But yeah, awesome job Matt, seeing those were a nice surprise for the GA, and I'm sure it just keeps improving :)

Young, as far as your question about which is better, better is a moving target of what you're using it for.

Having used jQuery for 3 years, and YUI for only about 4 months, I'm probably slightly biased in that my mind tends to see code from a jQuery-ish view point.

For what jQuery is designed for, it's quite good, and the API is incredibly easy to use.
YUI3 has gotten a LOT closer to a lot of the good points of jQuery, though for pure ease of use, I would probably still give the nod to jQuery.

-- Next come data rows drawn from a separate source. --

use crate::DEFAULT_TAG;
use bus::{EventDetail, Envelope, EventSink, OutwardEvent};
use core_types::{Millis, WidgetId};
use input_core::{CompositionPhase, PointerAction, UserAction};
use platform::{Host, HostError};
use runtime_timer::Clock;
use serde::Deserialize;
use std::collections::BTreeMap;
use std::path::{Path, PathBuf};
use thiserror::Error;
use widget::SessionInput;

#[derive(Debug, Error)]
pub enum ScenarioError {
    #[error("failed to read {path}: {source}")]
    Io {
        path: PathBuf,
        #[source]
        source: std::io::Error,
    },
    #[error("invalid scenario: {0}")]
    Parse(#[from] toml::de::Error),
    #[error("step {index} at {at}ms runs before the previous step at {previous}ms")]
    OutOfOrder {
        index: usize,
        at: Millis,
        previous: Millis,
    },
    #[error(transparent)]
    Host(#[from] HostError),
}

#[derive(Clone, Debug, Deserialize)]
#[serde(deny_unknown_fields)]
pub struct Scenario {
    pub tag: Option<String>,
    /// Applied in name order before mounting.
    #[serde(default)]
    pub attributes: BTreeMap<String, String>,
    #[serde(default = "mount_by_default")]
    pub mount: bool,
    #[serde(default, rename = "step")]
    pub steps: Vec<Step>,
    /// Stop the clock here. Without it every pending timer is run.
    pub until: Option<Millis>,
}

fn mount_by_default() -> bool {
    true
}

#[derive(Clone, Debug, Deserialize)]
pub struct Step {
    #[serde(default)]
    pub at: Millis,
    #[serde(flatten)]
    pub action: Action,
}

#[derive(Clone, Debug, PartialEq, Deserialize)]
#[serde(tag = "action", rename_all = "snake_case")]
pub enum Action {
    Type { text: String },
    Key { key: String },
    Paste { text: String },
    Cut,
    Copy,
    SelectAll,
    ComposeStart,
    ComposeUpdate { text: String },
    ComposeEnd { text: String },
    Focus,
    Blur,
    PointerDown,
    PointerUp,
    Click,
    DoubleClick,
    PointerEnter,
    PointerLeave,
    SetValue { value: String },
    SetAttribute { name: String, value: String },
    RemoveAttribute { name: String },
    Mount,
    Unmount,
}

impl Action {
    /// The user action this step performs on the inner control, if any.
    pub fn user_action(&self) -> Option<UserAction> {
        let action = match self {
            Action::Type { text } => UserAction::typed(text.as_str()),
            Action::Key { key } => UserAction::key(key.as_str()),
            Action::Paste { text } => UserAction::Paste(text.clone()),
            Action::Cut => UserAction::Cut,
            Action::Copy => UserAction::Copy,
            Action::SelectAll => UserAction::SelectAll,
            Action::ComposeStart => UserAction::Compose(CompositionPhase::Start),
            Action::ComposeUpdate { text } => {
                UserAction::Compose(CompositionPhase::Update(text.clone()))
            }
            Action::ComposeEnd { text } => UserAction::Compose(CompositionPhase::End(text.clone())),
            Action::Focus => UserAction::Focus,
            Action::Blur => UserAction::Blur,
            Action::PointerDown => UserAction::pointer(PointerAction::Down),
            Action::PointerUp => UserAction::pointer(PointerAction::Up),
            Action::Click => UserAction::pointer(PointerAction::Click),
            Action::DoubleClick => UserAction::pointer(PointerAction::DoubleClick),
            Action::PointerEnter => UserAction::pointer(PointerAction::Enter),
            Action::PointerLeave => UserAction::pointer(PointerAction::Leave),
            Action::SetValue { .. }
            | Action::SetAttribute { .. }
            | Action::RemoveAttribute { .. }
            | Action::Mount
            | Action::Unmount => return None,
        };
        Some(action)
    }
}

impl Scenario {
    pub fn from_toml(text: &str) -> Result<Self, ScenarioError> {
        Ok(toml::from_str(text)?)
    }

    pub fn load(path: &Path) -> Result<Self, ScenarioError> {
        let text = std::fs::read_to_string(path).map_err(|source| ScenarioError::Io {
            path: path.to_path_buf(),
            source,
        })?;
        Self::from_toml(&text)
    }

    pub fn tag(&self) -> &str {
        self.tag.as_deref().unwrap_or(DEFAULT_TAG)
    }

    fn check_order(&self) -> Result<(), ScenarioError> {
        let mut previous = 0;
        for (index, step) in self.steps.iter().enumerate() {
            if step.at < previous {
                return Err(ScenarioError::OutOfOrder {
                    index,
                    at: step.at,
                    previous,
                });
            }
            previous = step.at;
        }
        Ok(())
    }
}

/// Define `tag`, create one element, and replay `scenario` against it.
///
/// Returns the element's id; everything it emitted went to the host's sink.
pub fn run<C, S>(
    scenario: &Scenario,
    host: &mut Host<SessionInput, C, S>,
    tag: &str,
) -> Result<WidgetId, ScenarioError>
where
    C: Clock,
    S: EventSink,
{
    scenario.check_order()?;
    if !host.registry().is_defined(tag) {
        host.define(tag)?;
    }
    let id = host.create_element(tag)?;
    for (name, value) in &scenario.attributes {
        host.set_attribute(id, name, value)?;
    }
    if scenario.mount {
        host.connect(id)?;
    }

    for step in &scenario.steps {
        host.run_until(step.at);
        log::debug!(target: "scenario", "{}ms: {:?}", step.at, step.action);
        apply(host, id, &step.action)?;
    }

    match scenario.until {
        Some(until) => {
            host.run_until(until);
        }
        None => {
            host.drain();
        }
    }
    Ok(id)
}

fn apply<C, S>(
    host: &mut Host<SessionInput, C, S>,
    id: WidgetId,
    action: &Action,
) -> Result<(), ScenarioError>
where
    C: Clock,
    S: EventSink,
{
    if let Some(user) = action.user_action() {
        host.with_element(id, |el, ctx| el.interact(user, ctx))?;
        return Ok(());
    }
    match action {
        Action::SetValue { value } => {
            host.with_element(id, |el, _| el.set_value(value.as_str()))?;
        }
        Action::SetAttribute { name, value } => host.set_attribute(id, name, value)?,
        Action::RemoveAttribute { name } => {
            host.remove_attribute(id, name)?;
        }
        Action::Mount => {
            host.connect(id)?;
        }
        Action::Unmount => {
            host.disconnect(id)?;
        }
        _ => {}
    }
    Ok(())
}

/// One output line for `envelope`. Native relays are skipped unless `native`.
pub fn format_envelope(envelope: &Envelope, native: bool) -> Option<String> {
    let Envelope { at, target, event } = envelope;
    match event {
        OutwardEvent::Session(session) => Some(format!(
            "{at:>6}ms {target} {} {:?}",
            session.name(),
            session.value()
        )),
        OutwardEvent::Native(ev) if native => {
            let detail = match &ev.detail {
                EventDetail::None => String::new(),
                EventDetail::Input { data, input_type } => {
                    format!(" {} {:?}", input_type.as_str(), data.as_deref().unwrap_or(""))
                }
                EventDetail::Key { key, .. } => format!(" {key:?}"),
                EventDetail::Pointer { click_count, .. } => format!(" clicks={click_count}"),
                EventDetail::Clipboard { data } => format!(" {:?}", data.as_deref().unwrap_or("")),
                EventDetail::Composition { data } => format!(" {data:?}"),
            };
            Some(format!("{at:>6}ms {target} {}{detail}", ev.name()))
        }
        OutwardEvent::Native(_) => None,
    }
}

#[cfg(test)]
mod tests {
    use super::*;
    use bus::RecordingSink;
    use runtime_timer::VirtualClock;

    fn replay(text: &str) -> (Host<SessionInput, VirtualClock, RecordingSink>, WidgetId) {
        let scenario = Scenario::from_toml(text).unwrap();
        let mut host = Host::new(VirtualClock::new(), RecordingSink::new());
        let id = run(&scenario, &mut host, scenario.tag()).unwrap();
        (host, id)
    }

    #[test]
    fn parses_actions_with_and_without_fields() {
        let scenario = Scenario::from_toml(
            r#"
            [[step]]
            at = 5
            action = "type"
            text = "hi"

            [[step]]
            action = "select_all"
            "#,
        )
        .unwrap();
        assert!(scenario.mount);
        assert_eq!(scenario.tag(), DEFAULT_TAG);
        assert_eq!(
            scenario.steps[0].action,
            Action::Type {
                text: "hi".to_string()
            }
        );
        assert_eq!(scenario.steps[1].at, 0);
        assert_eq!(scenario.steps[1].action, Action::SelectAll);
    }

    #[test]
    fn unknown_action_is_a_parse_error() {
        let err = Scenario::from_toml("[[step]]\naction = \"shout\"\n").unwrap_err();
        assert!(matches!(err, ScenarioError::Parse(_)));
    }

    #[test]
    fn steps_must_not_go_back_in_time() {
        let scenario = Scenario::from_toml(
            "[[step]]\nat = 10\naction = \"focus\"\n[[step]]\nat = 5\naction = \"blur\"\n",
        )
        .unwrap();
        let mut host = Host::new(VirtualClock::new(), RecordingSink::new());
        let err = run(&scenario, &mut host, DEFAULT_TAG).unwrap_err();
        assert!(matches!(
            err,
            ScenarioError::OutOfOrder {
                index: 1,
                at: 5,
                previous: 10
            }
        ));
    }

    #[test]
    fn invalid_tag_surfaces_host_error() {
        let scenario = Scenario::from_toml("tag = \"plain\"\n").unwrap();
        let mut host = Host::new(VirtualClock::new(), RecordingSink::new());
        let err = run(&scenario, &mut host, scenario.tag()).unwrap_err();
        assert!(matches!(err, ScenarioError::Host(HostError::InvalidName(_))));
    }

    #[test]
    fn set_value_step_starts_no_session() {
        let (host, id) = replay(
            r#"
            [attributes]
            delay = "100"

            [[step]]
            action = "set_value"
            value = "preset"
            "#,
        );
        assert!(host.sink().events.is_empty());
        assert_eq!(host.element(id).unwrap().value(), "preset");
    }

    #[test]
    fn unmounted_scenario_emits_nothing() {
        let (host, _) = replay(
            r#"
            mount = false

            [[step]]
            action = "type"
            text = "abc"
            "#,
        );
        assert!(host.sink().events.is_empty());
    }

    #[test]
    fn pointer_press_steps_relay_mouse_buttons() {
        let (host, _) = replay(
            r#"
            [[step]]
            action = "pointer_down"

            [[step]]
            action = "pointer_up"

            [[step]]
            action = "click"
            "#,
        );
        assert_eq!(host.sink().names(), vec!["mousedown", "mouseup", "click"]);
    }

    #[test]
    fn formats_session_lines_and_optional_relays() {
        let (host, _) = replay(
            r#"
            [[step]]
            action = "type"
            text = "x"
            "#,
        );
        let lines: Vec<String> = host
            .sink()
            .events
            .iter()
            .filter_map(|env| format_envelope(env, false))
            .collect();
        assert_eq!(
            lines,
            vec![
                "     0ms widget#1 session-started \"x\"".to_string(),
                "     0ms widget#1 session-ended \"x\"".to_string(),
            ]
        );

        let with_native = host
            .sink()
            .events
            .iter()
            .filter_map(|env| format_envelope(env, true))
            .count();
        assert_eq!(with_native, host.sink().events.len());
    }
}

If you're looking to sprinkle ajax, animation, dom traversal and manipulation into a page, jQuery is great for that.

But where I found jQuery falls about really quickly and handles really poorly is if you intend to expand beyond dom manipulation.

The root concept of jQuery is "grab something, do something with it". It's very simple and flexible for, say, grabbing an element on the page, adding some styles and events to it.
It's even useful if you want to do some customized work via it's plugins.
And people have been able to stretch the concept to do some crazy and original stuff with the plugins architecture.

But what happens when you need components that include multiple elements in a dom structure? In jQuery, you would organize based on some root element, but the entire concept falls apart really quickly. Even though YUI3 widgets are somewhat similar (in that most widgets share a root element in the boundingBox), the fact that it's a planned architecture in YUI makes it MUCH easier to develop against.

Here's a good example. Let's say you want to have an overlay displays when a user clicks on a link, and is aligned to it.
In jQuery, most people would write a plugin that would do one of two things:
$('a.link').alignedOverlay({..options..})
That would attach the click handlers and create the overlay and wire up the logic.
But then what if you need to work with the actual overlay? You need to do another query against the DOM, or you need to read the "data" object from the element you originally ran the plugin on (and hopefully the plugin stored a reference to the overlay element for you to access).
But then what about using custom methods on that overlay? For instance, let's say that you've created your aligned overlay, but you want to realign it if the window resizes, here's a best case scenario of how you would do that:
var link = $('a.link').alignedOverlay(); // btw, what does link point to, the anchor or the overlay?
$(window).bind('resize', function(){
var overlay = link.data('alignedOverlay');
if(overlay){
overlay.align();
}
})

That's assuming that the data points to the JS instance of the overlay, and NOT the jQuery object that wraps the DOM element.

Long story short, jQuery focuses on the DOM, and this is it's strength, because for many people that's all they happen to care about to get something up and running.

But if you're building apps, it's not wise to think in terms of the DOM, but to think in terms of widgets that happens to contain dom objects in them, but also .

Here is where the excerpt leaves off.